Last post, I lamented the fact that I spend most of my lunch looking forward to the next bite (and not tasting the present one). I blamed this habit on the role of dopamine in the ventral striatum: to anticipate rewards, work toward them, and focus attention on what’s next. Here’s a picture (a reconstruction, obviously, as cell phones lacked camera functions in those days) of Homo habilis having lunch. H. habilis lived about 2 million years ago, and is thought to be the first member of the Homo genus. In other words, he’s our direct ancestor, and no doubt our brains resemble his in many ways. Well, we have bigger frontal lobes. But…so what? How often do we use them to advantage while eating lunch? I use my frontal lobes to read the newspaper while having lunch, which is an elaborate way to avoid any contact with the taste of my food.

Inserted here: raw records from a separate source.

//! Board domain model.
//!
//! # Responsibility
//! - Define the task/column/board shapes shared by store, persistence and UI.
//! - Provide pure, in-place mutations used by the store to build snapshots.
//!
//! # Invariants
//! - A task appears in exactly one column's task sequence.
//! - `Task::column_id` always equals the id of the column holding the task.
//! - Column and task ids are unique across the board.
//! - Column and task titles are never blank.
//!
//! # See also
//! - `service::board_store` for the snapshot-producing controller.

use serde::{Deserialize, Serialize};
use std::collections::HashSet;
use std::error::Error;
use std::fmt::{Display, Formatter};
use uuid::Uuid;

/// Identifier of a column. Stored ids may be any string; new ids are UUIDs.
pub type ColumnId = String;

/// Identifier of a task. Stored ids may be any string; new ids are UUIDs.
pub type TaskId = String;

/// Titled, described unit of work belonging to exactly one column.
#[derive(Debug, Clone, PartialEq, Eq, Serialize, Deserialize)]
#[serde(rename_all = "camelCase")]
pub struct Task {
    pub id: TaskId,
    pub title: String,
    #[serde(default)]
    pub description: String,
    /// Mirrors the owning column. Rewritten on every move.
    pub column_id: ColumnId,
}

/// Named, ordered bucket of tasks.
#[derive(Debug, Clone, PartialEq, Eq, Serialize, Deserialize)]
pub struct Column {
    pub id: ColumnId,
    pub title: String,
    #[serde(default)]
    pub tasks: Vec<Task>,
}

impl Column {
    /// Creates an empty column with a caller-provided id.
    pub fn with_id(id: impl Into<ColumnId>, title: impl Into<String>) -> Self {
        Self {
            id: id.into(),
            title: title.into(),
            tasks: Vec::new(),
        }
    }

    pub fn contains_task(&self, task_id: &str) -> bool {
        self.tasks.iter().any(|task| task.id == task_id)
    }
}

/// Result of a successful task move.
#[derive(Debug, Clone, PartialEq, Eq)]
pub struct TaskMove {
    pub task_id: TaskId,
    pub from_column_id: ColumnId,
    pub to_column_id: ColumnId,
}

/// Structural rule violated by a board value.
#[derive(Debug, Clone, PartialEq, Eq)]
pub enum BoardValidationError {
    DuplicateColumnId(ColumnId),
    DuplicateTaskId(TaskId),
    ColumnIdMismatch {
        task_id: TaskId,
        expected: ColumnId,
        found: ColumnId,
    },
    BlankColumnTitle(ColumnId),
    BlankTaskTitle(TaskId),
}

impl Display for BoardValidationError {
    fn fmt(&self, f: &mut Formatter<'_>) -> std::fmt::Result {
        match self {
            Self::DuplicateColumnId(id) => write!(f, "duplicate column id: {id}"),
            Self::DuplicateTaskId(id) => write!(f, "duplicate task id: {id}"),
            Self::ColumnIdMismatch {
                task_id,
                expected,
                found,
            } => write!(
                f,
                "task {task_id} is held by column {expected} but references column {found}"
            ),
            Self::BlankColumnTitle(id) => write!(f, "column {id} has a blank title"),
            Self::BlankTaskTitle(id) => write!(f, "task {id} has a blank title"),
        }
    }
}

impl Error for BoardValidationError {}

/// Ordered sequence of columns. Serialized as a flat JSON array.
#[derive(Debug, Clone, Default, PartialEq, Eq, Serialize, Deserialize)]
#[serde(transparent)]
pub struct Board {
    columns: Vec<Column>,
}

impl Board {
    pub fn new(columns: Vec<Column>) -> Self {
        Self { columns }
    }

    /// Builds a board of empty columns with positional ids `"1"`, `"2"`, ...
    ///
    /// Positional ids match boards written before ids became UUIDs.
    pub fn seeded<I, T>(titles: I) -> Self
    where
        I: IntoIterator<Item = T>,
        T: Into<String>,
    {
        let columns = titles
            .into_iter()
            .enumerate()
            .map(|(index, title)| Column::with_id((index + 1).to_string(), title))
            .collect();
        Self { columns }
    }

    pub fn columns(&self) -> &[Column] {
        &self.columns
    }

    pub fn into_columns(self) -> Vec<Column> {
        self.columns
    }

    pub fn len(&self) -> usize {
        self.columns.len()
    }

    pub fn is_empty(&self) -> bool {
        self.columns.is_empty()
    }

    pub fn column(&self, column_id: &str) -> Option<&Column> {
        self.columns.iter().find(|column| column.id == column_id)
    }

    /// Finds a task by scanning all columns in board order.
    ///
    /// Returns the holding column together with the task.
    pub fn locate_task(&self, task_id: &str) -> Option<(&Column, &Task)> {
        self.columns.iter().find_map(|column| {
            column
                .tasks
                .iter()
                .find(|task| task.id == task_id)
                .map(|task| (column, task))
        })
    }

    pub fn task_count(&self) -> usize {
        self.columns.iter().map(|column| column.tasks.len()).sum()
    }

    /// Appends an empty column. Returns `None` for a blank title.
    pub fn add_column(&mut self, title: &str) -> Option<ColumnId> {
        let title = normalize_title(title)?;
        let id = new_id();
        self.columns.push(Column::with_id(id.clone(), title));
        Some(id)
    }

    /// Removes a column together with all of its tasks.
    pub fn delete_column(&mut self, column_id: &str) -> Option<Column> {
        let index = self.column_index(column_id)?;
        Some(self.columns.remove(index))
    }

    /// Appends a new task to the end of the named column.
    ///
    /// Returns `None` when the column is missing or the title is blank.
    pub fn add_task(&mut self, column_id: &str, title: &str, description: &str) -> Option<TaskId> {
        let title = normalize_title(title)?;
        let column = self.column_mut(column_id)?;
        let id = new_id();
        column.tasks.push(Task {
            id: id.clone(),
            title,
            description: description.to_string(),
            column_id: column.id.clone(),
        });
        Some(id)
    }

    /// Removes a task from whichever column holds it.
    pub fn delete_task(&mut self, task_id: &str) -> Option<Task> {
        let (column_index, task_index) = self.task_position(task_id)?;
        Some(self.columns[column_index].tasks.remove(task_index))
    }

    /// Moves a task to the end of the target column.
    ///
    /// Returns `None` (leaving the board untouched) when the task is missing,
    /// the target column is missing, or the task already lives in the target.
    pub fn move_task(&mut self, task_id: &str, target_column_id: &str) -> Option<TaskMove> {
        let (source_index, task_index) = self.task_position(task_id)?;
        let target_index = self.column_index(target_column_id)?;
        if source_index == target_index {
            return None;
        }

        let mut task = self.columns[source_index].tasks.remove(task_index);
        let from_column_id = std::mem::replace(
            &mut task.column_id,
            self.columns[target_index].id.clone(),
        );
        self.columns[target_index].tasks.push(task);

        Some(TaskMove {
            task_id: task_id.to_string(),
            from_column_id,
            to_column_id: self.columns[target_index].id.clone(),
        })
    }

    /// Checks structural rules that mutations maintain by construction.
    ///
    /// Boards read from storage are not built through mutations, so the
    /// persistence layer runs this before accepting them.
    pub fn validate(&self) -> Result<(), BoardValidationError> {
        let mut column_ids = HashSet::new();
        let mut task_ids = HashSet::new();

        for column in &self.columns {
            if !column_ids.insert(column.id.as_str()) {
                return Err(BoardValidationError::DuplicateColumnId(column.id.clone()));
            }
            if column.title.trim().is_empty() {
                return Err(BoardValidationError::BlankColumnTitle(column.id.clone()));
            }
            for task in &column.tasks {
                if !task_ids.insert(task.id.as_str()) {
                    return Err(BoardValidationError::DuplicateTaskId(task.id.clone()));
                }
                if task.column_id != column.id {
                    return Err(BoardValidationError::ColumnIdMismatch {
                        task_id: task.id.clone(),
                        expected: column.id.clone(),
                        found: task.column_id.clone(),
                    });
                }
                if task.title.trim().is_empty() {
                    return Err(BoardValidationError::BlankTaskTitle(task.id.clone()));
                }
            }
        }

        Ok(())
    }

    fn column_index(&self, column_id: &str) -> Option<usize> {
        self.columns.iter().position(|column| column.id == column_id)
    }

    fn column_mut(&mut self, column_id: &str) -> Option<&mut Column> {
        self.columns.iter_mut().find(|column| column.id == column_id)
    }

    fn task_position(&self, task_id: &str) -> Option<(usize, usize)> {
        self.columns
            .iter()
            .enumerate()
            .find_map(|(column_index, column)| {
                column
                    .tasks
                    .iter()
                    .position(|task| task.id == task_id)
                    .map(|task_index| (column_index, task_index))
            })
    }
}

/// Trims a user-entered title. Returns `None` when nothing is left.
pub fn normalize_title(title: &str) -> Option<String> {
    let trimmed = title.trim();
    if trimmed.is_empty() {
        None
    } else {
        Some(trimmed.to_string())
    }
}

fn new_id() -> String {
    Uuid::new_v4().to_string()
}
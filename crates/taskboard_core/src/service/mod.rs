//! Core use-case services.
//!
//! # Responsibility
//! - Own the in-session board and expose its mutation operations.
//! - Keep UI layers decoupled from storage details.

pub mod board_store;
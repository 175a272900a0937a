//! Connection bootstrap utilities for SQLite.
//!
//! # Responsibility
//! - Open file or in-memory SQLite connections.
//! - Trigger schema migrations before returning a usable connection.
//!
//! # Invariants
//! - Returned connections have migrations fully applied.

use super::migrations::apply_migrations;
use super::DbResult;
use log::{error, info};
use rusqlite::Connection;
use std::path::Path;
use std::time::{Duration, Instant};

/// Opens a SQLite database file and applies all pending migrations.
///
/// # Side effects
/// - Creates the file when missing.
/// - Emits `db_open` logging events with duration and status.
pub fn open_db(path: impl AsRef<Path>) -> DbResult<Connection> {
    open_with("file", || Connection::open(path))
}

/// Opens an in-memory SQLite database and applies all pending migrations.
pub fn open_db_in_memory() -> DbResult<Connection> {
    open_with("memory", Connection::open_in_memory)
}

fn open_with(
    mode: &'static str,
    open: impl FnOnce() -> rusqlite::Result<Connection>,
) -> DbResult<Connection> {
    let started_at = Instant::now();
    info!("event=db_open module=db status=start mode={mode}");

    let mut conn = open().map_err(|err| {
        error!(
            "event=db_open module=db status=error mode={} duration_ms={} error_code=db_open_failed error={}",
            mode,
            started_at.elapsed().as_millis(),
            err
        );
        err
    })?;

    if let Err(err) = bootstrap_connection(&mut conn) {
        error!(
            "event=db_open module=db status=error mode={} duration_ms={} error_code=db_bootstrap_failed error={}",
            mode,
            started_at.elapsed().as_millis(),
            err
        );
        return Err(err);
    }

    info!(
        "event=db_open module=db status=ok mode={} duration_ms={}",
        mode,
        started_at.elapsed().as_millis()
    );
    Ok(conn)
}

fn bootstrap_connection(conn: &mut Connection) -> DbResult<()> {
    conn.busy_timeout(Duration::from_secs(5))?;
    apply_migrations(conn)?;
    Ok(())
}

What does any of this have to do with the psychobiology of addiction? Goal anticipation equals craving when the goal is out of reach. This is a common state for addicts, even for recovering addicts. When the goal (let’s say more ribs) is in reach, then the dopamine surge simply directs you take more. The theory I follow for understanding the addicted brain divides motivated behaviour and pleasure into two distinct functions: wanting and liking. This theory has been proposed and defended by Berridge and his colleagues for over 10 years, and as far as I can see, it beats other theories hands-down. According to Berridge, wanting is subserved by striatal dopamine, and liking is subserved by…you guessed it…opioids. I cover all this in detail in my book, but the thumbnail version is this: When you like something (and get a rush of endogenous opioids), it is adaptively important to get more of it. That requires wanting. Opioids make you feel good, but they also increase dopamine flow to the ventral striatum (from the VTA, ventral tegmental area, in the midbrain). So dopamine takes over from opioids, by which means wanting takes over from liking. Your brain lurches into gear: where will I find more? how will I get it? I can’t wait! The symptoms of craving are obvious.
Our ancestor, whose mesolimbic dopamine system was pretty much exactly the same as ours, looks to me as if he’s saying: “Hmmm, not bad, tastes pretty good. Where can I get more…?” He’s just at the shift point from liking to wanting. Look at the creases in his brow. I’ll bet you he’s already thinking about the next bite.